The Voice of the Muse: "One of the Best Books on Writing I've Ever Read!"

I don't usually post complete reviews of my work on my blog, but this review, for The Voice of the Muse: Answering the Call to Write, so eloquently expresses my intent and philosophy in writing the book, that I can't help but share it here with you. The review was posted yesterday on Amazon as the book's 26th five-star review by author/coach Julie Isaac, founder of Twitter's #writechat.


A Guest Post by Julie Isaac

I've read dozens of books on writing, but none have moved me as deeply as The Voice of the Muse.

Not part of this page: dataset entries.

// Retrieval orchestrator: fan-out, merge, dedup, rerank, rank
//
// One query flows through:
//   validate -> {graph, keyword} concurrently -> merge (graph first)
//   -> dedup -> rerank -> stable sort -> threshold -> truncate
//
// Source and reranker failures degrade the result instead of failing it.
// Only caller mistakes (and reranker failures in strict mode) return Err.
use serde::{Deserialize, Serialize};
use serde_json::Value;
use std::future::Future;
use std::sync::atomic::{AtomicBool, Ordering};
use std::sync::Arc;
use std::time::Instant;
use tracing::{debug, info, warn};

use crate::config::RetrievalConfig;
use crate::errors::{RetrievalError, Result};
use crate::graph::GraphStore;
use crate::keyword::KeywordIndex;
use crate::rag::reranking::{RerankError, Reranker};
use crate::rag::retrieval::fusion::{deduplicate, rank};
use crate::rag::retrieval::graph_source::graph_candidates;
use crate::telemetry::{RetrievalEvent, RetrievalTelemetry};
use crate::types::{Candidate, RetrievalResult, Source, SOURCE_SCORE_KEY};

/// Per-call retrieval parameters
#[derive(Debug, Clone, PartialEq, Serialize, Deserialize)]
pub struct RetrieveOptions {
    pub top_k: usize,
    pub score_threshold: f32,
    /// Restrict graph seeds to these node types
    #[serde(default)]
    pub node_types: Option<Vec<String>>,
}

impl RetrieveOptions {
    pub fn new(top_k: usize, score_threshold: f32) -> Self {
        Self {
            top_k,
            score_threshold,
            node_types: None,
        }
    }

    pub fn with_node_types(mut self, node_types: Vec<String>) -> Self {
        self.node_types = Some(node_types);
        self
    }

    /// Defaults taken from the `[retrieval]` section
    pub fn from_config(config: &RetrievalConfig) -> Self {
        Self::new(
            config.retrieval.default_top_k,
            config.retrieval.default_score_threshold,
        )
    }

    fn validate(&self, query: &str) -> Result<()> {
        if query.trim().is_empty() {
            return Err(RetrievalError::invalid("query must not be empty"));
        }
        if self.top_k < 1 {
            return Err(RetrievalError::invalid(format!(
                "top_k must be >= 1, got {}",
                self.top_k
            )));
        }
        if !self.score_threshold.is_finite() {
            return Err(RetrievalError::invalid(format!(
                "score_threshold must be finite, got {}",
                self.score_threshold
            )));
        }
        Ok(())
    }
}

/// Hybrid retrieval over a graph store and a keyword index
pub struct RetrievalOrchestrator {
    graph: Arc<GraphStore>,
    keyword: Arc<dyn KeywordIndex>,
    reranker: Arc<dyn Reranker>,
    config: RetrievalConfig,
    telemetry: Option<RetrievalTelemetry>,
    closed: AtomicBool,
}

impl RetrievalOrchestrator {
    pub fn new(
        graph: Arc<GraphStore>,
        keyword: Arc<dyn KeywordIndex>,
        reranker: Arc<dyn Reranker>,
        config: RetrievalConfig,
    ) -> Self {
        Self {
            graph,
            keyword,
            reranker,
            config,
            telemetry: None,
            closed: AtomicBool::new(false),
        }
    }

    /// Attach a telemetry collector
    pub fn with_telemetry(mut self, telemetry: RetrievalTelemetry) -> Self {
        self.telemetry = Some(telemetry);
        self
    }

    pub fn config(&self) -> &RetrievalConfig {
        &self.config
    }

    pub fn graph(&self) -> &Arc<GraphStore> {
        &self.graph
    }

    /// Retrieve with configured defaults for `top_k` and threshold
    pub async fn retrieve_default(&self, query: &str) -> Result<RetrievalResult> {
        self.retrieve_with(query, &RetrieveOptions::from_config(&self.config))
            .await
    }

    /// Retrieve at most `top_k` documents scoring at least `score_threshold`
    pub async fn retrieve(
        &self,
        query: &str,
        top_k: usize,
        score_threshold: f32,
    ) -> Result<RetrievalResult> {
        self.retrieve_with(query, &RetrieveOptions::new(top_k, score_threshold))
            .await
    }

    pub async fn retrieve_with(
        &self,
        query: &str,
        options: &RetrieveOptions,
    ) -> Result<RetrievalResult> {
        let started = Instant::now();
        options.validate(query)?;

        let (graph, keyword) = tokio::join!(
            self.bounded(
                Source::Graph,
                graph_candidates(
                    &self.graph,
                    query,
                    options.node_types.as_deref(),
                    &self.config.graph,
                ),
            ),
            self.bounded(Source::Keyword, self.keyword_candidates(query)),
        );

        // Timed-out sources were recorded already; only answered ones can be empty
        for (source, answer) in [(Source::Graph, &graph), (Source::Keyword, &keyword)] {
            if answer.as_ref().is_some_and(Vec::is_empty) {
                self.record(RetrievalEvent::SourceEmpty {
                    source,
                    timestamp: Instant::now(),
                });
            }
        }
        let graph = graph.unwrap_or_default();
        let keyword = keyword.unwrap_or_default();
        let graph_count = graph.len();
        let keyword_count = keyword.len();
        debug!(query, graph_count, keyword_count, "sources answered");

        let mut candidates = graph;
        candidates.extend(keyword);

        let mut duplicates_removed = 0;
        if self.config.dedup.enabled {
            let (kept, removed) =
                deduplicate(candidates, self.config.dedup.near_duplicate_threshold);
            candidates = kept;
            duplicates_removed = removed;
        }

        let reranker_fallback = self.rerank(query, &mut candidates).await?;
        let documents = rank(candidates, options.score_threshold, options.top_k);

        let latency_ms = started.elapsed().as_secs_f64() * 1000.0;
        info!(
            query,
            documents = documents.len(),
            latency_ms,
            reranker_fallback,
            "retrieval completed"
        );
        self.record(RetrievalEvent::RetrievalCompleted {
            documents: documents.len(),
            latency_ms,
            timestamp: Instant::now(),
        });

        Ok(RetrievalResult {
            documents,
            latency_ms,
            graph_candidates: graph_count,
            keyword_candidates: keyword_count,
            duplicates_removed,
            reranker_fallback,
        })
    }

    async fn keyword_candidates(&self, query: &str) -> Vec<Candidate> {
        let mut candidates = self
            .keyword
            .search(query, Some(self.config.keyword.limit))
            .await;
        for candidate in &mut candidates {
            candidate.tag_source(Source::Keyword);
        }
        candidates
    }

    /// Await a source, giving up after the configured deadline. `None` means
    /// the source timed out.
    async fn bounded<F>(&self, source: Source, fut: F) -> Option<Vec<Candidate>>
    where
        F: Future<Output = Vec<Candidate>>,
    {
        let Some(limit) = self.config.source_timeout() else {
            return Some(fut.await);
        };
        match tokio::time::timeout(limit, fut).await {
            Ok(candidates) => Some(candidates),
            Err(_) => {
                let timeout_ms = limit.as_millis() as u64;
                warn!(%source, timeout_ms, "source timed out, continuing without it");
                self.record(RetrievalEvent::SourceTimedOut {
                    source,
                    timeout_ms,
                    timestamp: Instant::now(),
                });
                None
            }
        }
    }

    /// Overwrite scores with reranker output. Returns true when the reranker
    /// failed and source-local scores were kept.
    async fn rerank(&self, query: &str, candidates: &mut [Candidate]) -> Result<bool> {
        if candidates.is_empty() {
            return Ok(false);
        }

        let texts: Vec<String> = candidates.iter().map(|c| c.content.clone()).collect();
        let outcome = match self.reranker.rerank(query, &texts).await {
            Ok(scores) if scores.len() == texts.len() => Ok(scores),
            Ok(scores) => Err(RerankError::LengthMismatch {
                expected: texts.len(),
                got: scores.len(),
            }),
            Err(e) => Err(e),
        };

        match outcome {
            Ok(scores) => {
                for (candidate, score) in candidates.iter_mut().zip(scores) {
                    candidate
                        .metadata
                        .insert(SOURCE_SCORE_KEY.to_string(), Value::from(candidate.score));
                    candidate.score = score;
                }
                Ok(false)
            }
            Err(e) if self.config.rerank.fail_on_error => Err(e.into()),
            Err(e) => {
                warn!(error = %e, "reranker failed, keeping source scores");
                self.record(RetrievalEvent::RerankerFallback {
                    reason: e.to_string(),
                    timestamp: Instant::now(),
                });
                Ok(true)
            }
        }
    }

    fn record(&self, event: RetrievalEvent) {
        if let Some(telemetry) = &self.telemetry {
            telemetry.record(event);
        }
    }

    /// Close the graph store. Only the first call has an effect.
    pub async fn close(&self) {
        if self.closed.swap(true, Ordering::SeqCst) {
            debug!("orchestrator already closed");
            return;
        }
        self.graph.close().await;
    }
}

Mark David's words are not only eloquent, they have a meditative quality about them that takes me directly to the core of my own creative being. He picked the perfect subtitle, "answering the call to write," because his book is the embodiment of that call. Every page invites me to open, and then compels me to write.

His approach is decidedly spiritual, yet it's the spirituality of being totally present, open, courageous, alive, and consciously connected to your creative source. He often talks of surrendering -- to your writing, to your Muse, to your deepest and most sacred Self. He says that "when you sit down at the black page or screen, you have three simple tasks: Trust. Let go. Leap." There are several guided meditations in this book, but simply opening to any page, and reading, can give you something to meditate about, or inspire you to write.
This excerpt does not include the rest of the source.